Benliğini kaybetmiş birinin umuduydu yeni ‘ben’ler inşa etmek. Peki, binlerce benlik arasında yolunu da kaybederse?
Güneş tırmanıyordu ufka. Ufuk, utançtan olacak, kıpkırmızı ışıyordu. Bir adam, yaklaşık on dakika önce uyanmış ve yeni bir güne başlamanın zorluğunu düşünüyordu. Yatağından kalktı ve yere saçılmış yığınla eşya arasında bocalayarak mutfağa ulaştı. Kahve makinesini çalıştırıp lavaboya girdi ve elini yüzünü düzeltti.

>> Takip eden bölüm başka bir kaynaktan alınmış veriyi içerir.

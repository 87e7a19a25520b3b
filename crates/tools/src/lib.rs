//! Built-in tools for Agentry.
//!
//! Each tool talks to its data source through a backend trait with an HTTP
//! implementation and a static one for tests and offline runs:
//!
//! - `get-project-info-by-id`, `search-project-by-keyword` → [`ProjectCatalog`]
//! - `get-knowledge` → [`KnowledgeRetriever`], then the `knowledge-search` sub-agent
//! - `web-search` → [`SearchBackend`], then the `web-search` sub-agent

pub mod http;
pub mod knowledge;
pub mod project;
pub mod web_search;

#[cfg(test)]
mod test_support;

use std::sync::Arc;
use std::time::Duration;

use agentry_config::ToolsConfig;
use agentry_core::tool::Tool;
use tracing::info;

pub use http::HttpBackend;
pub use knowledge::{GetKnowledgeTool, HttpKnowledgeRetriever, KnowledgeRetriever, RetrievedChunk, StaticKnowledgeRetriever};
pub use project::{
    GetProjectInfoTool, HttpProjectCatalog, ProjectCatalog, ProjectDetail, ProjectGroup, ProjectSummary,
    SearchProjectTool, StaticProjectCatalog,
};
pub use web_search::{HttpSearchBackend, SearchBackend, SearchHit, StaticSearchBackend, WebSearchTool};

/// Tools for the chat persona, one per configured backend.
///
/// A tool whose backend URL is not configured is left out.
pub fn default_tools(config: &ToolsConfig) -> Vec<Arc<dyn Tool>> {
    let timeout = Duration::from_secs(config.timeout_secs.max(1));
    let backend = |url: &str| HttpBackend::new(url, config.api_token.clone(), timeout);
    let mut tools: Vec<Arc<dyn Tool>> = Vec::new();

    if let Some(url) = &config.project_api_url {
        let catalog: Arc<dyn ProjectCatalog> = Arc::new(HttpProjectCatalog::new(backend(url)));
        tools.push(Arc::new(SearchProjectTool::new(catalog.clone())));
        tools.push(Arc::new(GetProjectInfoTool::new(catalog)));
    }
    if let Some(url) = &config.knowledge_api_url {
        tools.push(Arc::new(GetKnowledgeTool::new(Arc::new(HttpKnowledgeRetriever::new(backend(url))))));
    }
    if let Some(url) = &config.search_api_url {
        tools.push(Arc::new(WebSearchTool::new(Arc::new(HttpSearchBackend::new(backend(url))))));
    }

    info!(
        tools = ?tools.iter().map(|t| t.name().to_string()).collect::<Vec<_>>(),
        "Built-in tools configured"
    );
    tools
}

Tekrar mutfağa girdiğinde kahvesi hazırdı.
Odasına döndüğünde ufuk ve güneş el ele tutuşmuşlardı artık. Ufkun heyecanı geçmiş, güneş ise sevinçle parıldamayı sürdürüyordu. Adam tiksinircesine seyrettikten sonra ahşap kokan masasına oturup bir şeyler yazabilmek için yığınla kitap arasında kendisine bir yer açtı.

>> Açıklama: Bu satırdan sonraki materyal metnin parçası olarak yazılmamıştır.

impl SqliteStore {
    /// Open (or create) a database.
    ///
    /// Pass `"sqlite::memory:"` for an in-process ephemeral database (useful for tests).
    pub async fn new(path: &str) -> Result<Self, StoreError> {
        let options = SqliteConnectOptions::from_str(path)
            .map_err(|e| StoreError::Storage(format!("Invalid SQLite path: {e}")))?
            .create_if_missing(true)
            .journal_mode(SqliteJournalMode::Wal)
            .synchronous(SqliteSynchronous::Normal)
            .pragma("foreign_keys", "ON");

        let pool = SqlitePoolOptions::new()
            .max_connections(4)
            .connect_with(options)
            .await
            .map_err(|e| StoreError::Storage(format!("Failed to open SQLite: {e}")))?;

        let store = Self::from_pool(pool).await?;
        info!("SQLite store initialized at {path}");
        Ok(store)
    }

    /// Create from an existing pool (useful for testing).
    pub async fn from_pool(pool: SqlitePool) -> Result<Self, StoreError> {
        let store = Self {
            pool,
            clock: MonotonicClock::default(),
        };
        store.run_migrations().await?;
        Ok(store)
    }

    async fn run_migrations(&self) -> Result<(), StoreError> {
        sqlx::query(
            r#"
            CREATE TABLE IF NOT EXISTS conversations (
                id          TEXT PRIMARY KEY NOT NULL,
                user_id     TEXT NOT NULL,
                title       TEXT NOT NULL DEFAULT '',
                kind        TEXT NOT NULL DEFAULT 'main',
                status      TEXT NOT NULL DEFAULT 'normal',
                created_at  TEXT NOT NULL
            )
            "#,
        )
        .execute(&self.pool)
        .await
        .map_err(|e| StoreError::MigrationFailed(format!("conversations table: {e}")))?;

        sqlx::query(
            r#"
            CREATE TABLE IF NOT EXISTS messages (
                id               TEXT PRIMARY KEY NOT NULL,
                conversation_id  TEXT NOT NULL REFERENCES conversations(id),
                agent            TEXT NOT NULL,
                inputs           TEXT NOT NULL DEFAULT '{}',
                query            TEXT NOT NULL DEFAULT '',
                process          TEXT NOT NULL DEFAULT '',
                answer           TEXT NOT NULL DEFAULT '',
                status           TEXT NOT NULL DEFAULT 'running',
                created_at       TEXT NOT NULL
            )
            "#,
        )
        .execute(&self.pool)
        .await
        .map_err(|e| StoreError::MigrationFailed(format!("messages table: {e}")))?;

        sqlx::query(
            "CREATE INDEX IF NOT EXISTS idx_messages_conversation ON messages(conversation_id, created_at)",
        )
        .execute(&self.pool)
        .await
        .map_err(|e| StoreError::MigrationFailed(format!("messages index: {e}")))?;

        sqlx::query(
            r#"
            CREATE TABLE IF NOT EXISTS memories (
                signature        TEXT NOT NULL,
                kind             TEXT NOT NULL,
                conversation_id  TEXT NOT NULL,
                message_id       TEXT NOT NULL,
                content          TEXT NOT NULL,
                expires_at       TEXT NOT NULL,
                created_at       TEXT NOT NULL,
                updated_at       TEXT NOT NULL,
                PRIMARY KEY (signature, kind, conversation_id, message_id)
            )
            "#,
        )
        .execute(&self.pool)
        .await
        .map_err(|e| StoreError::MigrationFailed(format!("memories table: {e}")))?;

        sqlx::query(
            "CREATE INDEX IF NOT EXISTS idx_memories_conversation ON memories(conversation_id, kind, created_at)",
        )
        .execute(&self.pool)
        .await
        .map_err(|e| StoreError::MigrationFailed(format!("memories index: {e}")))?;

        sqlx::query(
            r#"
            CREATE TABLE IF NOT EXISTS feedback (
                message_id  TEXT NOT NULL REFERENCES messages(id),
                user_id     TEXT NOT NULL,
                rating      TEXT NOT NULL,
                content     TEXT,
                updated_at  TEXT NOT NULL,
                PRIMARY KEY (message_id, user_id)
            )
            "#,
        )
        .execute(&self.pool)
        .await
        .map_err(|e| StoreError::MigrationFailed(format!("feedback table: {e}")))?;

        debug!("SQLite migrations complete");
        Ok(())
    }

    fn row_to_conversation(row: &sqlx::sqlite::SqliteRow) -> Result<ConversationRecord, StoreError> {
        let kind: String = column(row, "kind")?;
        let status: String = column(row, "status")?;
        let created_at: String = column(row, "created_at")?;

        Ok(ConversationRecord {
            id: column(row, "id")?,
            user_id: column(row, "user_id")?,
            title: column(row, "title")?,
            kind: ConversationKind::parse(&kind)
                .ok_or_else(|| StoreError::QueryFailed(format!("unknown conversation kind {kind}")))?,
            status: ConversationStatus::parse(&status)
                .ok_or_else(|| StoreError::QueryFailed(format!("unknown conversation status {status}")))?,
            created_at: parse_ts(&created_at)?,
        })
    }

    fn row_to_message(row: &sqlx::sqlite::SqliteRow) -> Result<MessageRecord, StoreError> {
        let inputs: String = column(row, "inputs")?;
        let status: String = column(row, "status")?;
        let created_at: String = column(row, "created_at")?;

        let inputs = serde_json::from_str(&inputs)
            .map_err(|e| StoreError::QueryFailed(format!("inputs column: {e}")))?;

        Ok(MessageRecord {
            id: column(row, "id")?,
            conversation_id: column(row, "conversation_id")?,
            agent: column(row, "agent")?,
            inputs,
            query: column(row, "query")?,
            process: column(row, "process")?,
            answer: column(row, "answer")?,
            status: MessageState::parse(&status)
                .ok_or_else(|| StoreError::QueryFailed(format!("unknown message status {status}")))?,
            created_at: parse_ts(&created_at)?,
        })
    }

    fn row_to_memory(row: &sqlx::sqlite::SqliteRow) -> Result<MemoryEntry, StoreError> {
        let kind: String = column(row, "kind")?;
        let expires_at: String = column(row, "expires_at")?;
        let created_at: String = column(row, "created_at")?;
        let updated_at: String = column(row, "updated_at")?;

        Ok(MemoryEntry {
            signature: column(row, "signature")?,
            kind: MemoryKind::parse(&kind)
                .ok_or_else(|| StoreError::QueryFailed(format!("unknown memory kind {kind}")))?,
            content: column(row, "content")?,
            conversation_id: column(row, "conversation_id")?,
            message_id: column(row, "message_id")?,
            expires_at: parse_ts(&expires_at)?,
            created_at: parse_ts(&created_at)?,
            updated_at: parse_ts(&updated_at)?,
        })
    }

    fn row_to_feedback(row: &sqlx::sqlite::SqliteRow) -> Result<FeedbackRecord, StoreError> {
        let rating: String = column(row, "rating")?;
        let updated_at: String = column(row, "updated_at")?;

        Ok(FeedbackRecord {
            message_id: column(row, "message_id")?,
            user_id: column(row, "user_id")?,
            rating: Rating::parse(&rating)
                .ok_or_else(|| StoreError::QueryFailed(format!("unknown rating {rating}")))?,
            content: column(row, "content")?,
            updated_at: parse_ts(&updated_at)?,
        })
    }
}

Yaklaşık on iki senedir günlük yazmak gibi bir âdeti vardı. Düşüncelerinin kaybolup gitmesine gönlü razı gelmiyordu. Yaşayamadığı için düşünenlerdendi o. Düşünen ve düşündükleriyle yaşayanlardan… Şu sıralar yazmakta olduğu siyah ciltli defterin ilk sayfasını açıp okumaya başladı:
“Bir yenisine daha… Ben’den kopan, beni yaşayan, beni yaşatan, benden ayrı nefes alan ve en büyük temsilcilerim… Her kelimeyle, her cümleyle benliğimi törpülediğim, kusurlarımla yeni benler inşa ettiğim günlükler…
Her günlüğümde ayrı bir parçam nefes alıp veriyor, ayrı ayrı bütün hüsranlarım kımıldıyor onların harflerinde. Ben; her şeyden uzak ve her benliğimin üstünde, yine de –her nasılsa– her benliğimin en içinde süzülüyorum.
Binlerce ben… Ben, ben, ben… Birbirine bağlanan ve birbirinden ayrışan milyonlarca benlik ve her birinin parçalayıcı güç istenci! Her benliğin arasında muazzam bir geçiş; nasıl her evren, kara delikler sayesinde birbirinden tamamen ayrılıyorsa; bünyesinde nice yıldızlar ve göktaşları barındıran, birbirinden tamamen bağımsız on binlerce mikrokozmos: benliğim…”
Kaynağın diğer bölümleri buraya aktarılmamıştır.